Motor Behavioral Data
The output of the button pad was simultaneously collected at 1 kHz along with the MEG data. Accuracy was defined as the number of correct responses divided by the total number of trials. The time the participant took to decide the direction of the target arrow (i.e., reaction time) was calculated based on the time from when the arrow array was presented to when the button was pressed.

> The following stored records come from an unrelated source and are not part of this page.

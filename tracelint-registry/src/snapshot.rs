//! Immutable per-run view of the registry.
//!
//! The snapshot is loaded once at run start and passed down read-only;
//! there is no global registry cache to go stale. Sync utilities that
//! write records reload a fresh snapshot instead of patching this one.

use rayon::prelude::*;
use tracelint_core::errors::StoreError;
use tracelint_core::types::collections::FxHashMap;
use tracelint_core::types::{AssetId, NetworkType};

use crate::layout::{ChainDir, NETWORK_ROOTS};
use crate::records::{Asset, AssetListRecord, ChainRecord, ConnectionRecord};
use crate::store::RegistryStore;

/// One chain's records plus its location in the tree.
#[derive(Debug, Clone)]
pub struct ChainEntry {
    pub dir: ChainDir,
    pub record: ChainRecord,
    pub assets: Option<AssetListRecord>,
}

impl ChainEntry {
    pub fn asset_list(&self) -> &[Asset] {
        self.assets.as_ref().map(|a| a.assets.as_slice()).unwrap_or(&[])
    }
}

/// Read-only view of every record in the registry, indexed by identity.
#[derive(Debug, Default)]
pub struct Snapshot {
    entries: Vec<ChainEntry>,
    by_name: FxHashMap<String, usize>,
    /// First occurrence of each asset identity. Duplicate base denoms
    /// stay visible in the owning chain's asset list.
    asset_index: FxHashMap<AssetId, (usize, usize)>,
    connections: FxHashMap<(NetworkType, String, String), ConnectionRecord>,
}

impl Snapshot {
    /// Load every chain record in parallel, then index.
    pub fn load(store: &RegistryStore) -> Result<Self, StoreError> {
        let dirs = store.list_chain_dirs()?;
        let entries = dirs
            .into_par_iter()
            .map(|dir| {
                let record = store.read_chain(&dir)?;
                let assets = store.read_asset_list(&dir)?;
                Ok(ChainEntry { dir, record, assets })
            })
            .collect::<Result<Vec<_>, StoreError>>()?;

        let mut connections = Vec::new();
        for &network in NETWORK_ROOTS {
            for record in store.list_connections(network)? {
                connections.push((network, record));
            }
        }

        Ok(Self::from_entries(entries).with_connections(connections))
    }

    /// Build a snapshot from already-loaded entries. Used by tests and
    /// by sync utilities that assemble partial views.
    pub fn from_entries(entries: Vec<ChainEntry>) -> Self {
        let mut by_name = FxHashMap::default();
        let mut asset_index = FxHashMap::default();
        for (ci, entry) in entries.iter().enumerate() {
            by_name.entry(entry.dir.name.clone()).or_insert(ci);
            for (ai, asset) in entry.asset_list().iter().enumerate() {
                let id = AssetId::new(entry.dir.name.clone(), asset.base.clone());
                asset_index.entry(id).or_insert((ci, ai));
            }
        }
        Self {
            entries,
            by_name,
            asset_index,
            connections: FxHashMap::default(),
        }
    }

    pub fn with_connections(
        mut self,
        connections: Vec<(NetworkType, ConnectionRecord)>,
    ) -> Self {
        for (network, record) in connections {
            let a = record.chain_1.chain_name.clone();
            let b = record.chain_2.chain_name.clone();
            let key = if a <= b { (network, a, b) } else { (network, b, a) };
            self.connections.insert(key, record);
        }
        self
    }

    pub fn chains(&self) -> impl Iterator<Item = &ChainEntry> {
        self.entries.iter()
    }

    pub fn chain(&self, name: &str) -> Option<&ChainEntry> {
        self.by_name.get(name).map(|&i| &self.entries[i])
    }

    pub fn asset(&self, id: &AssetId) -> Option<&Asset> {
        self.asset_index
            .get(id)
            .map(|&(ci, ai)| &self.entries[ci].asset_list()[ai])
    }

    /// Network-type root the chain lives under, from its location.
    pub fn network_type(&self, chain_name: &str) -> Option<NetworkType> {
        self.chain(chain_name).map(|e| e.dir.network_type)
    }

    /// All asset identities in chain order, including only the first
    /// occurrence of a duplicated base denom.
    pub fn asset_ids(&self) -> impl Iterator<Item = (AssetId, &Asset)> {
        self.entries.iter().flat_map(|entry| {
            entry.asset_list().iter().map(move |asset| {
                (
                    AssetId::new(entry.dir.name.clone(), asset.base.clone()),
                    asset,
                )
            })
        })
    }

    /// Decimals of an asset: the exponent of the denom unit matching its
    /// display denom, by name or alias.
    pub fn asset_decimals(&self, id: &AssetId) -> Option<u32> {
        let asset = self.asset(id)?;
        let display = asset.display.as_deref()?;
        asset
            .denom_units
            .iter()
            .find(|u| u.denom == display || u.aliases.iter().any(|a| a == display))
            .map(|u| u.exponent)
    }

    /// The bilateral connection record for two chains, keyed by sorted
    /// pair under the given network root.
    pub fn connection(
        &self,
        network: NetworkType,
        a: &str,
        b: &str,
    ) -> Option<&ConnectionRecord> {
        let key = if a <= b {
            (network, a.to_string(), b.to_string())
        } else {
            (network, b.to_string(), a.to_string())
        };
        self.connections.get(&key)
    }
}
//! On-disk registry fixtures for integration tests.
#![allow(dead_code)]

use std::fs;
use std::path::Path;

use serde_json::{json, Value};
use tempfile::TempDir;
use tracelint_registry::RegistryStore;

pub struct Fixture {
    dir: TempDir,
}

impl Fixture {
    pub fn new() -> Self {
        tracelint_core::logging::init();
        Self {
            dir: TempDir::new().expect("tempdir"),
        }
    }

    pub fn store(&self) -> RegistryStore {
        RegistryStore::new(self.dir.path())
    }

    pub fn root(&self) -> &Path {
        self.dir.path()
    }

    /// Write a chain record; the directory name comes from `chain_name`.
    pub fn add_chain(&self, chain: Value) -> &Self {
        let name = chain["chain_name"].as_str().expect("chain_name");
        self.write(&format!("{name}/chain.json"), &chain);
        self
    }

    /// Write an asset list for an already-added chain.
    pub fn add_assets(&self, chain_name: &str, assets: Vec<Value>) -> &Self {
        let list = json!({
            "$schema": "../assetlist.schema.json",
            "chain_name": chain_name,
            "assets": assets,
        });
        self.write(&format!("{chain_name}/assetlist.json"), &list);
        self
    }

    /// Write a connection record under `_IBC`, named by sorted pair.
    pub fn add_connection(&self, a: &str, b: &str, channels: Vec<Value>) -> &Self {
        let (first, second) = if a <= b { (a, b) } else { (b, a) };
        let record = json!({
            "chain_1": {"chain_name": first},
            "chain_2": {"chain_name": second},
            "channels": channels,
        });
        self.write(&format!("_IBC/{first}-{second}.json"), &record);
        self
    }

    fn write(&self, rel: &str, value: &Value) {
        let path = self.dir.path().join(rel);
        fs::create_dir_all(path.parent().expect("parent")).expect("mkdir");
        fs::write(path, serde_json::to_string_pretty(value).expect("json")).expect("write");
    }
}

/// A minimal valid mainnet cosmos chain record.
pub fn chain(name: &str) -> Value {
    json!({
        "$schema": "../chain.schema.json",
        "chain_name": name,
        "chain_id": format!("{name}-1"),
        "chain_type": "cosmos",
        "network_type": "mainnet",
        "status": "live",
        "bech32_prefix": name,
        "slip44": 118,
    })
}

/// A native asset with sane display units.
pub fn native_asset(base: &str, symbol: &str) -> Value {
    let display = symbol.to_lowercase();
    json!({
        "base": base,
        "name": symbol,
        "display": display,
        "symbol": symbol,
        "denom_units": [
            {"denom": base, "exponent": 0},
            {"denom": display, "exponent": 6},
        ],
    })
}

/// The uppercase SHA-256 a transfer path folds to.
pub fn ibc_hash(path: &str) -> String {
    use sha2::{Digest, Sha256};
    let digest = Sha256::digest(path.as_bytes());
    digest.iter().map(|b| format!("{b:02X}")).collect()
}

/// A transfer/transfer channel, `chain_1` side first.
pub fn transfer_channel(chain_1_channel: &str, chain_2_channel: &str) -> Value {
    json!({
        "chain_1": {"channel_id": chain_1_channel, "port_id": "transfer"},
        "chain_2": {"channel_id": chain_2_channel, "port_id": "transfer"},
        "ordering": "unordered",
        "version": "ics20-1",
        "tags": {"status": "live"},
    })
}
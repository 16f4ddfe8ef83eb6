//! The dependency-gated check engine.
//!
//! Checks are a fixed, typed set: each [`CheckId`] declares its scope
//! (chain- or asset-keyed) and its prerequisites. The engine runs them
//! in topological order per entity, skips a check whose prerequisites
//! did not pass for that same entity, and aggregates every failure into
//! one report so a single run surfaces everything wrong.

pub mod asset;
pub mod chain;
pub mod engine;
pub mod report;

pub use engine::{CheckEngine, RunContext};
pub use report::{Report, ReportGroup, ValidationFailed};

use std::fmt;

use tracelint_core::types::AssetId;

/// What kind of entity a check is keyed by.
#[derive(Debug, Clone, Copy, PartialEq, Eq)]
pub enum CheckScope {
    Chain,
    Asset,
}

/// Result of one check for one entity.
#[derive(Debug, Clone, PartialEq, Eq)]
pub enum Outcome {
    Pass,
    Fail(String),
    Warn(String),
    /// Not run to a verdict: prerequisites unmet, or a required external
    /// collaborator was unavailable. Never counted as a failure.
    Inconclusive,
}

impl Outcome {
    /// Whether a dependent check may run on top of this outcome.
    pub fn passed(&self) -> bool {
        matches!(self, Outcome::Pass | Outcome::Warn(_))
    }
}

/// Entity a check outcome is keyed by.
#[derive(Debug, Clone, PartialEq, Eq, Hash)]
pub enum Identity {
    Chain(String),
    Asset(AssetId),
}

impl Identity {
    pub fn kind(&self) -> &'static str {
        match self {
            Identity::Chain(_) => "chain",
            Identity::Asset(_) => "asset",
        }
    }
}

impl fmt::Display for Identity {
    fn fmt(&self, f: &mut fmt::Formatter<'_>) -> fmt::Result {
        match self {
            Identity::Chain(name) => write!(f, "{name}"),
            Identity::Asset(id) => write!(f, "{id}"),
        }
    }
}

/// The fixed check set. Declaration order is the tie-break for the
/// topological execution order, so related checks stay adjacent in the
/// report.
#[derive(Debug, Clone, Copy, PartialEq, Eq, Hash)]
pub enum CheckId {
    // Chain scope.
    ChainNameMatchesDirectory,
    ChainIdValid,
    NetworkTypeValid,
    Bech32PrefixFormat,
    CoinTypeValid,
    FeeTokensRegistered,
    StakingTokensRegistered,
    SchemaReference,
    // Asset scope.
    UniqueBaseDenom,
    DenomUnitsValid,
    TypeAssetMatchesShape,
    TraceCounterpartyValid,
    HashDenomAccuracy,
    ChannelAccuracy,
    ImageSyncValid,
    IdentifierInCatalog,
    IdentifierOriginConsistent,
}

impl CheckId {
    pub const ALL: &'static [CheckId] = &[
        CheckId::ChainNameMatchesDirectory,
        CheckId::ChainIdValid,
        CheckId::NetworkTypeValid,
        CheckId::Bech32PrefixFormat,
        CheckId::CoinTypeValid,
        CheckId::FeeTokensRegistered,
        CheckId::StakingTokensRegistered,
        CheckId::SchemaReference,
        CheckId::UniqueBaseDenom,
        CheckId::DenomUnitsValid,
        CheckId::TypeAssetMatchesShape,
        CheckId::TraceCounterpartyValid,
        CheckId::HashDenomAccuracy,
        CheckId::ChannelAccuracy,
        CheckId::ImageSyncValid,
        CheckId::IdentifierInCatalog,
        CheckId::IdentifierOriginConsistent,
    ];

    pub fn name(self) -> &'static str {
        match self {
            CheckId::ChainNameMatchesDirectory => "chain_name_matches_directory",
            CheckId::ChainIdValid => "chain_id_valid",
            CheckId::NetworkTypeValid => "network_type_valid",
            CheckId::Bech32PrefixFormat => "bech32_prefix_format",
            CheckId::CoinTypeValid => "coin_type_valid",
            CheckId::FeeTokensRegistered => "fee_tokens_registered",
            CheckId::StakingTokensRegistered => "staking_tokens_registered",
            CheckId::SchemaReference => "schema_reference",
            CheckId::UniqueBaseDenom => "unique_base_denom",
            CheckId::DenomUnitsValid => "denom_units_valid",
            CheckId::TypeAssetMatchesShape => "type_asset_matches_shape",
            CheckId::TraceCounterpartyValid => "trace_counterparty_valid",
            CheckId::HashDenomAccuracy => "hash_denom_accuracy",
            CheckId::ChannelAccuracy => "channel_accuracy",
            CheckId::ImageSyncValid => "image_sync_valid",
            CheckId::IdentifierInCatalog => "identifier_in_catalog",
            CheckId::IdentifierOriginConsistent => "identifier_origin_consistent",
        }
    }

    pub fn notice(self) -> &'static str {
        match self {
            CheckId::ChainNameMatchesDirectory => {
                "A chain's declared name must match its directory."
            }
            CheckId::ChainIdValid => "Chain ids must be present and unique across the registry.",
            CheckId::NetworkTypeValid => "Network type must be mainnet, testnet, or devnet.",
            CheckId::Bech32PrefixFormat => "Bech32 prefixes must be lowercase alphanumeric.",
            CheckId::CoinTypeValid => "Coin type must be a non-negative index.",
            CheckId::FeeTokensRegistered => {
                "Every fee token must be registered in the chain's asset list."
            }
            CheckId::StakingTokensRegistered => {
                "Every staking token must be registered in the chain's asset list."
            }
            CheckId::SchemaReference => {
                "A record's schema reference must match the path computed from its location."
            }
            CheckId::UniqueBaseDenom => "Base denoms must be unique within an asset list.",
            CheckId::DenomUnitsValid => {
                "An asset's display must resolve to one of its denom units."
            }
            CheckId::TypeAssetMatchesShape => {
                "type_asset must match the shape of the base denom."
            }
            CheckId::TraceCounterpartyValid => {
                "Trace counterparties must be registered assets distinct from the asset itself."
            }
            CheckId::HashDenomAccuracy => {
                "A hash-style base denom must equal the hash of its transfer path."
            }
            CheckId::ChannelAccuracy => {
                "A transfer trace's channels must match the registered connection record."
            }
            CheckId::ImageSyncValid => "Image pointers must resolve to a registered image.",
            CheckId::IdentifierInCatalog => {
                "External identifiers must exist in the price catalog."
            }
            CheckId::IdentifierOriginConsistent => {
                "Assets sharing an external identifier must share one origin."
            }
        }
    }

    pub fn scope(self) -> CheckScope {
        match self {
            CheckId::ChainNameMatchesDirectory
            | CheckId::ChainIdValid
            | CheckId::NetworkTypeValid
            | CheckId::Bech32PrefixFormat
            | CheckId::CoinTypeValid
            | CheckId::FeeTokensRegistered
            | CheckId::StakingTokensRegistered
            | CheckId::SchemaReference => CheckScope::Chain,
            _ => CheckScope::Asset,
        }
    }

    /// Checks that must have passed for the same entity before this one
    /// runs. Skipped prerequisites leave the dependent inconclusive
    /// rather than piling secondary errors on a known-bad record.
    pub fn prerequisites(self) -> &'static [CheckId] {
        match self {
            CheckId::DenomUnitsValid
            | CheckId::TypeAssetMatchesShape
            | CheckId::TraceCounterpartyValid
            | CheckId::ImageSyncValid => &[CheckId::UniqueBaseDenom],
            CheckId::HashDenomAccuracy
            | CheckId::ChannelAccuracy
            | CheckId::IdentifierInCatalog
            | CheckId::IdentifierOriginConsistent => &[CheckId::TraceCounterpartyValid],
            _ => &[],
        }
    }
}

Spinal Cord MRI Processing
A portion of this investigation follows up on an MRI spinal cord project that was published previously 54. The parameters of each sequence are fully described in this previous study. In brevity, cervical-thoracic spinal cord MRI scans were acquired with a Siemens Prisma 3T scanner equipped with a 64-channel head/neck coil. The calculated total CSA across C6 – T3 was extracted from the T2 images and the T2* was used for gray and white matter extraction. Furthermore, the PAM50 template was registered to the diffusion-weighted images and MT images after motion correction, and the diffusion tensors for the respective spinal cord tracts were calculated. As the task was performed with the right hand, the fractional anisotropy (FA) and magnetization transfer ratio (MTR) values from the right corticospinal tract (CST) and cuneatus tracts were subsequently calculated from the diffusion-weighted images. These respective values were used to evaluate the relationship between the strength of the cortical oscillations and the integrity of the spinal cord microstructure. Complete details of the spinal cord imaging acquisition parameters and processing pipelines are detailed in Trevarrow et al. (2021).54
We performed 2 x 2 x 2 mixed model ANOVAs with condition (congruent and incongruent) as a within subjects factor, group (CP and HC) as a between subjects factor, and sex (male and female) as a between subjects factor in order to determine group, condition, and sex differences and identify possible interactions with respect to reaction time and accuracy within the task. Sex was included as an exploratory variable in the model since CP has been reported to be more common in males than females, but presentation differences are less understood 65. For the motor-related oscillations, we utilized 2 x 2 x 2 ANOVAs with condition (congruent and incongruent) as a within subjects factor, group (CP and HC) as a between subjects factor, and sex (male and female) as a between subjects factor in order to determine any group, condition, sex main effects, as well as interactions with respect to motor-related oscillatory activity. Lastly, Pearson correlations were used to determine the relationship between the behavioral data and strength of the beta responses, as well as the spinal cord structural MRI measures and the MEG/behavioral measures. All statistical analyses were conducted at a 0.05 alpha level. Results are reported as mean ± standard error of the mean.